Guerra del Golfo chronology
| ← Previous First | Next → 2008 |

Arena Naucalpan Anniversary Shows chronology
| ← Previous 27th Anniversary | Next → 29th Anniversary |

= Guerra del Golfo (2005) =

2005 International Wrestling Revolution Group event

The 2005 Guerra del Golfo (Spanish for "Gulf War") was the first instance of the recurring IWRG Guerra del Golfo major event produced and scripted by the Mexican professional wrestling promotion International Wrestling Revolution Group ("IWRG"; sometimes referred to as Grupo Internacional Revolución in Mexico). The show, held on December 22, 2005 also commemorated the 28th Anniversary of Arena Naucalpan, IWRG's main venue. In this instance the "Gulf" referred to in the title is the Gulf of Mexico, not the Gulf War in the Persian Gulf.

The annual Guerra del Golfo main event consists of three matches in total, with two "qualifying matches", multi-man steel cage matches where the last person left in the cage advances to the main event of the night. The two losers would then be forced to wrestle inside the steel cage, with the loser of that match being forced to either take off their wrestling mask or have their hair shaved off under Lucha de Apuestas, or "bet match" rules, if they are unmasked. In the main event masked wrestler Nemesis defeated Ultra Mega, forcing him to unmask as a result. The undercard also saw Scorpio Jr. defeat Heavy Metal to win the IWRG Intercontinental Heavyweight Championship for the third time.

==Production==

===Background===
Starting as far back as 1997, the Mexican wrestling promotion International Wrestling Revolution Group (IWRG; sometimes referred to as Grupo Internacional Revolución in Spanish) has held several annual events where the main event was a multi-man steel cage match where the last wrestler left in the cage would be forced to either remove their wrestling mask or have their hair shaved off under Lucha de Apuestas, or "bet match", rules. From 2005 IWRG has promoted a major show based on the steel cage match concept under the name Guerra del Golfo, or "Gulf War", referring to the Gulf of Mexico, not the Gulf War in the Persian Gulf. The Gurerra del Golfo shows featured two "qualifying" steel cage matches where the loser would later be forced to face off against each other in the main event of the show, a final cage match where the loser would be forced to either unmask or have his/her hair shaved off. The use of the steel cage in three matches distinguishes the Guerra del Golfo event from other steel cage matches held throughout the year such as the IWRG El Castillo del Terror ("The Tower of Terror"), IWRG Guerra de Sexos ("War of the Sexes") or IWRG Prison Fatal ("Deadly Prison") shows. The Guerra del Golfo shows, as well as the majority of the IWRG shows in general, are held in Arena Naucalpan, owned by the promoters of IWRG and their main arena.

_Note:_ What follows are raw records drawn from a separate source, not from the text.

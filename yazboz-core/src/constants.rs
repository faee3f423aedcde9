//! Table rules and storage layout shared by every game variant.
//!
//! Thresholds are fixed by the games themselves; only the Pişti target
//! score and the Cezalı 101 hand count can be changed at the table.

// Round limits -------------------------------------------------------------
/// Okey ends once this many rounds have been written down.
pub const OKEY_ROUND_LIMIT: usize = 15;
/// Batak ends after a full deal of thirteen hands.
pub const BATAK_ROUND_LIMIT: usize = 13;

// Adjustable thresholds ----------------------------------------------------
pub const DEFAULT_HAND_TARGET: u32 = 9;
pub const DEFAULT_TARGET_SCORE: i64 = 151;

// Table size ---------------------------------------------------------------
pub const MIN_PLAYERS: usize = 2;
pub const MAX_PLAYERS: usize = 6;
pub const DEFAULT_PLAYER_COUNT: usize = 4;

// Quick entry --------------------------------------------------------------
pub const PENALTY101_BONUS: i64 = 200;
pub const PENALTY101_FINISH: i64 = -100;
/// One-tap Pişti targets offered beside the editable target.
pub const PISTI_TARGET_PRESETS: [i64; 4] = [151, 251, 351, 501];

// Storage layout -----------------------------------------------------------
// Key names match what the first browser release wrote, so tables saved
// there keep loading.
pub const SESSION_KEY_PREFIX: &str = "oyunVerisi_";
pub const ARCHIVE_KEY: &str = "kayitliOyunlar";

// Archive timestamps (tr-TR short forms) -----------------------------------
pub const SAVED_DATE_FORMAT: &str = "%d.%m.%Y";
pub const SAVED_TIME_FORMAT: &str = "%H:%M";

Arena Naucalpan opened its doors for the first lucha libre show on December 17, 1977. From that point on the arena hosted regular weekly shows for Promociones Moreno and hosted Universal Wrestling Association (UWA) on a regular basis and later on Consejo Mundial de Lucha Libre. Each year since its opening promoter and owner Adolfo Moreno has held an Arena Naucalpan anniversary show. In late 1995 Moreno decided to create his own promotion, creating a regular roster instead of relying totally on wrestlers from other promotions, creating the International Wrestling Revolution Group on January 1, 1996. From that point on Arena Naucalpan became the main venue for IWRG, hosting the majority of their weekly shows and all of their major shows as well.

===Storylines===
The event featured six professional wrestling matches with different wrestlers involved in pre-existing scripted feuds, plots, and storylines. Wrestlers were portrayed as either heels (referred to as rudos in Mexico, those that portray the "bad guys") or faces (técnicos in Mexico, the "good guy" characters) as they followed a series of tension-building events, which culminated in a wrestling match or series of matches.

==Event==
The outcome of the first two matches, a singles match between Panterita and Zaiyer, and a best two-out-of-three falls six-man tag team match between the team of Cerebro Negro, Dr. Cerebro, and Veneno and the team of Kaleth, Pirata Morgan Jr., and Shigeo Okumura have not been documented.

Scorpio Jr. had worked for IWRG since its creation, initially due to their working agreement with Consejo Mundial de Lucha Libre (CMLL) and later on Scorpio Jr. signed directly with IWRG. Over the years he had won the IWRG Intercontinental Heavyweight Championship on three occasions, the first time being on December 16, 1999. His third reign began on September 9, 2004 as he defeated Villano IV to win the championship. His reign lasted a total of 245 days, until May 12, 2005 where he lost the belt to Heavy Metal.

==Aftermath==
Fernando Montes wrestled as Ultra Mega for a while after being unmasked, but disappeared from IWRG in 2006. In 2007 he returned as the masked character "Oficial Fierro", teaming up with Oficial 911 and Oficial AK-47 to form the latest version of Los Oficiales in early 2007. Teaming with Oficial 911 and Oficial AK-47 Montes, as Oficial Fierro, won the Distrito Federal Trios Championship twice and the IWRG Intercontinental Trios Championship once.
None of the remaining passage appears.